*TASK DETAILS:* The answer must be every record below, repeated exactly.

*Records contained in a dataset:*
::::::::::
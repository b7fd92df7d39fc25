//! The one network call: fetch a sheet's CSV export as text.
//!
//! `CsvSource` is the seam ingestion depends on; `HttpSource` is the real
//! reqwest-backed implementation.

use std::future::Future;
use std::time::Duration;

use tracing::{debug, warn};

use crate::error::LoadError;

/// Default request timeout for the export download.
pub const REQUEST_TIMEOUT: Duration = Duration::from_secs(15);

/// Anything that can hand back raw CSV text for an export URL.
pub trait CsvSource {
    fn fetch_csv(&self, url: &str) -> impl Future<Output = Result<String, LoadError>> + Send;
}

/// HTTP fetcher with a pooled client.
#[derive(Debug, Clone)]
pub struct HttpSource {
    client: reqwest::Client,
}

impl HttpSource {
    pub fn new(timeout: Duration) -> Self {
        let client = reqwest::Client::builder()
            .timeout(timeout)
            .pool_max_idle_per_host(2)
            .build()
            .unwrap_or_else(|e| {
                warn!("Falling back to default HTTP client: {}", e);
                reqwest::Client::new()
            });
        Self { client }
    }
}

impl Default for HttpSource {
    fn default() -> Self {
        Self::new(REQUEST_TIMEOUT)
    }
}

impl CsvSource for HttpSource {
    async fn fetch_csv(&self, url: &str) -> Result<String, LoadError> {
        debug!("GET {}", url);

        let response = self
            .client
            .get(url)
            .header("Accept", "text/csv")
            .send()
            .await
            .map_err(|e| {
                warn!("HTTP request failed for {}: {}", url, e);
                LoadError::Transport {
                    status: None,
                    reason: e.to_string(),
                }
            })?;

        let status = response.status();
        if !status.is_success() {
            warn!("HTTP error for {}: {}", url, status);
            return Err(LoadError::transport_status(status.as_u16()));
        }

        response.text().await.map_err(|e| {
            warn!("Failed to read response body from {}: {}", url, e);
            LoadError::Transport {
                status: Some(status.as_u16()),
                reason: e.to_string(),
            }
        })
    }
}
::::::::::
*EXPECTED ANSWER:*
repository b7fd92df7d39fc25
//! The one network call: fetch a sheet's CSV export as text.
//!
//! `CsvSource` is the seam ingestion depends on; `HttpSource` is the real
//! reqwest-backed implementation.

use std::future::Future;
use std::time::Duration;

use tracing::{debug, warn};

use crate::error::LoadError;

/// Default request timeout for the export download.
pub const REQUEST_TIMEOUT: Duration = Duration::from_secs(15);

/// Anything that can hand back raw CSV text for an export URL.
pub trait CsvSource {
    fn fetch_csv(&self, url: &str) -> impl Future<Output = Result<String, LoadError>> + Send;
}

/// HTTP fetcher with a pooled client.
#[derive(Debug, Clone)]
pub struct HttpSource {
    client: reqwest::Client,
}

impl HttpSource {
    pub fn new(timeout: Duration) -> Self {
        let client = reqwest::Client::builder()
            .timeout(timeout)
            .pool_max_idle_per_host(2)
            .build()
            .unwrap_or_else(|e| {
                warn!("Falling back to default HTTP client: {}", e);
                reqwest::Client::new()
            });
        Self { client }
    }
}

impl Default for HttpSource {
    fn default() -> Self {
        Self::new(REQUEST_TIMEOUT)
    }
}

impl CsvSource for HttpSource {
    async fn fetch_csv(&self, url: &str) -> Result<String, LoadError> {
        debug!("GET {}", url);

        let response = self
            .client
            .get(url)
            .header("Accept", "text/csv")
            .send()
            .await
            .map_err(|e| {
                warn!("HTTP request failed for {}: {}", url, e);
                LoadError::Transport {
                    status: None,
                    reason: e.to_string(),
                }
            })?;

        let status = response.status();
        if !status.is_success() {
            warn!("HTTP error for {}: {}", url, status);
            return Err(LoadError::transport_status(status.as_u16()));
        }

        response.text().await.map_err(|e| {
            warn!("Failed to read response body from {}: {}", url, e);
            LoadError::Transport {
                status: Some(status.as_u16()),
                reason: e.to_string(),
            }
        })
    }
}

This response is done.